Our research will integrate Roma into larger historical debates about the legacies of genocide in postwar Europe. We will thereby advance a timely research agenda for future scholarship on the history and politics of Roma in contemporary Europe. We will also explore the relationship between current discrimination and genocidal histories. We will thus be in a unique position both to challenge current policy debates that frame Roma as a European 'problem' and to inform initiatives for public education on the genocide.

The network brings together historians, policy makers, community groups and the general public to explore the social, economic, and political consequences of the Roma genocide for individuals, families, social movements and states from 1945 until the present day. Comparative and transnational in scope, our research community will include participants from eastern and western Europe, Scandinavia, the Mediterranean, and the US. This will enable us to explore the postwar history of Roma in the communist East as well as the democratic West and the authoritarian regimes of southern Europe. Both academic and policy objectives depend on co-production of research with Roma communities, foregrounding them as historical subjects and providing them with an opportunity to reflect on and contribute to the production of historical narratives that concern them. Through a series of four workshops, we will create an international network of researchers, a website, database of researchers, three public events, a collected volume of essays, and pathways to future research collaborations.

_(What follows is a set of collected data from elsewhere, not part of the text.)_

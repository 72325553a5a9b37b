//! Route table: registration and request matching.
//!
//! Matching is deterministic. Among patterns that match a path, the one
//! whose segment kinds compare lowest left to right wins (literal, then
//! parameter, then wildcard); registration order breaks remaining ties.

mod pattern;

use std::cmp::Ordering;

use http::Method;

use crate::error::{RegistrationError, RouteError};

pub use pattern::{PathParams, PathPattern, Segment, SegmentKind};
pub(crate) use pattern::split_path;

/// A registered route carrying a payload `T` (a handler descriptor in the
/// dispatcher).
#[derive(Debug)]
pub struct Route<T> {
    method: Method,
    pattern: PathPattern,
    value: T,
}

impl<T> Route<T> {
    pub fn method(&self) -> &Method {
        &self.method
    }

    pub fn pattern(&self) -> &PathPattern {
        &self.pattern
    }

    pub fn value(&self) -> &T {
        &self.value
    }
}

/// Outcome of a successful match.
#[derive(Debug)]
pub struct RouteMatch<'a, T> {
    pub route: &'a Route<T>,
    pub params: PathParams,
}

/// Route table, read-only once the dispatcher is sealed.
///
/// # Examples
///
/// ```
/// use ferrous_web::routing::RouteTable;
/// use ferrous_web::RouteError;
/// use http::Method;
///
/// let mut table = RouteTable::new();
/// table.register(Method::GET, "/users/{id}", "by id").unwrap();
/// table.register(Method::GET, "/users/admin", "admin").unwrap();
///
/// let m = table.match_route(&Method::GET, "/users/admin").unwrap();
/// assert_eq!(*m.route.value(), "admin");
///
/// let m = table.match_route(&Method::GET, "/users/7").unwrap();
/// assert_eq!(m.params.get("id"), Some("7"));
///
/// assert!(matches!(
///     table.match_route(&Method::DELETE, "/users/7"),
///     Err(RouteError::MethodNotAllowed { .. })
/// ));
/// ```
#[derive(Debug)]
pub struct RouteTable<T> {
    routes: Vec<Route<T>>,
}

impl<T> Default for RouteTable<T> {
    fn default() -> Self {
        Self { routes: Vec::new() }
    }
}

impl<T> RouteTable<T> {
    pub fn new() -> Self {
        Self::default()
    }

    /// Registers a route. Fails if the pattern is invalid or the same
    /// (method, pattern shape) is already registered; the table is then
    /// unchanged.
    pub fn register(
        &mut self,
        method: Method,
        pattern: &str,
        value: T,
    ) -> Result<&Route<T>, RegistrationError> {
        let pattern = PathPattern::parse(pattern)?;
        self.insert(method, pattern, value)
    }

    pub(crate) fn insert(
        &mut self,
        method: Method,
        pattern: PathPattern,
        value: T,
    ) -> Result<&Route<T>, RegistrationError> {
        if self
            .routes
            .iter()
            .any(|r| r.method == method && r.pattern.same_shape(&pattern))
        {
            return Err(RegistrationError::DuplicateRoute {
                method,
                pattern: pattern.as_str().to_string(),
            });
        }

        tracing::debug!(%method, pattern = pattern.as_str(), "route registered");
        let idx = self.routes.len();
        self.routes.push(Route {
            method,
            pattern,
            value,
        });
        Ok(&self.routes[idx])
    }

    /// Finds the best route for `method` and a raw request path.
    pub fn match_route(&self, method: &Method, path: &str) -> Result<RouteMatch<'_, T>, RouteError> {
        let Some(segments) = split_path(path) else {
            tracing::debug!(path, "request path is not valid UTF-8 once decoded");
            return Err(RouteError::NoMatch {
                path: path.to_string(),
            });
        };
        let segments: Vec<&str> = segments.iter().map(|s| s.as_ref()).collect();

        let mut best: Option<RouteMatch<'_, T>> = None;
        let mut allowed: Vec<Method> = Vec::new();

        for route in &self.routes {
            let Some(params) = route.pattern.matches(&segments) else {
                continue;
            };
            if route.method != *method {
                if !allowed.contains(&route.method) {
                    allowed.push(route.method.clone());
                }
                continue;
            }
            // Strictly better only: earlier registration wins ties.
            let better = match &best {
                None => true,
                Some(current) => {
                    route.pattern.precedence(&current.route.pattern) == Ordering::Less
                }
            };
            if better {
                best = Some(RouteMatch { route, params });
            }
        }

        match best {
            Some(found) => Ok(found),
            None if !allowed.is_empty() => Err(RouteError::MethodNotAllowed {
                method: method.clone(),
                path: path.to_string(),
                allowed,
            }),
            None => Err(RouteError::NoMatch {
                path: path.to_string(),
            }),
        }
    }

    pub fn len(&self) -> usize {
        self.routes.len()
    }

    pub fn is_empty(&self) -> bool {
        self.routes.is_empty()
    }

    /// Routes in registration order.
    pub fn iter(&self) -> impl Iterator<Item = &Route<T>> {
        self.routes.iter()
    }

    #[cfg(feature = "diagnostics")]
    pub fn to_debug_string(&self) -> String {
        let mut s = String::from("=== Route Table ===\n");
        for r in &self.routes {
            s.push_str(&format!("  {:<7} {}\n", r.method.as_str(), r.pattern));
        }
        s
    }
}

#[cfg(test)]
mod tests {
    use super::*;

    #[test]
    fn duplicate_leaves_table_unchanged() {
        let mut table = RouteTable::new();
        table.register(Method::GET, "/users/{id}", 1).unwrap();
        let err = table.register(Method::GET, "/users/{uid}", 2).unwrap_err();
        assert!(matches!(err, RegistrationError::DuplicateRoute { .. }));
        assert_eq!(table.len(), 1);
        assert_eq!(
            *table.match_route(&Method::GET, "/users/3").unwrap().route.value(),
            1
        );

        // Same pattern under another method is fine.
        table.register(Method::PUT, "/users/{id}", 3).unwrap();
        assert_eq!(table.len(), 2);
    }

    #[test]
    fn literal_beats_parameter_regardless_of_order() {
        let mut table = RouteTable::new();
        table.register(Method::GET, "/users/{id}", "param").unwrap();
        table.register(Method::GET, "/users/admin", "literal").unwrap();
        table.register(Method::GET, "/users/{*rest}", "wild").unwrap();

        let get = |p| *table.match_route(&Method::GET, p).unwrap().route.value();
        assert_eq!(get("/users/admin"), "literal");
        assert_eq!(get("/users/bob"), "param");
        assert_eq!(get("/users/bob/posts"), "wild");
    }

    #[test]
    fn longer_static_prefix_wins() {
        let mut table = RouteTable::new();
        table.register(Method::GET, "/a/{x}/c", "late-literal").unwrap();
        table.register(Method::GET, "/a/b/{y}", "early-literal").unwrap();
        let m = table.match_route(&Method::GET, "/a/b/c").unwrap();
        assert_eq!(*m.route.value(), "early-literal");
        assert_eq!(m.params.get("y"), Some("c"));
    }

    #[test]
    fn not_found_vs_method_not_allowed() {
        let mut table = RouteTable::new();
        table.register(Method::GET, "/items", ()).unwrap();
        table.register(Method::POST, "/items", ()).unwrap();

        match table.match_route(&Method::DELETE, "/items") {
            Err(RouteError::MethodNotAllowed { allowed, .. }) => {
                assert_eq!(allowed, vec![Method::GET, Method::POST]);
            }
            other => panic!("expected 405, got {:?}", other.map(|_| ())),
        }
        assert!(matches!(
            table.match_route(&Method::GET, "/nothing"),
            Err(RouteError::NoMatch { .. })
        ));
    }

    #[test]
    fn trailing_slash_and_encoding() {
        let mut table = RouteTable::new();
        table.register(Method::GET, "/tags/{name}", ()).unwrap();
        let m = table.match_route(&Method::GET, "/tags/rust%20lang/").unwrap();
        assert_eq!(m.params.get("name"), Some("rust lang"));
    }
}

The first workshop (to be held in Liverpool) will ask participants to reflect on conceptual approaches to studying genocide and its legacies in relation to the history of Roma and Sinti. The second workshop (Manchester) will ask how memories of genocide have been shaped by continuities in state policy (such as education, welfare and policing), as well as in international organizations in fields such as migration and restitution. The third workshop (Prague) explores the impact of genocide within Romani families, drawing on ethnographic, cultural, and activist perspectives on memory, trauma and identity. The final workshop (Liverpool) will bring together contributors to the collected volume for a focused discussion of their papers.

Public engagement is a core part of the network, and is shaped by our collaboration with Roma NGOs - the Roma Voices of Manchester community interest company, the Museum of Romani Culture in Brno, Czech Republic, and the European Roma and Travellers Forum - as well as the Romani Studies department at Charles University, Prague and the MigRom project at the University of Manchester. Our public events will speak to interested members of the public, as well as activists and interest groups.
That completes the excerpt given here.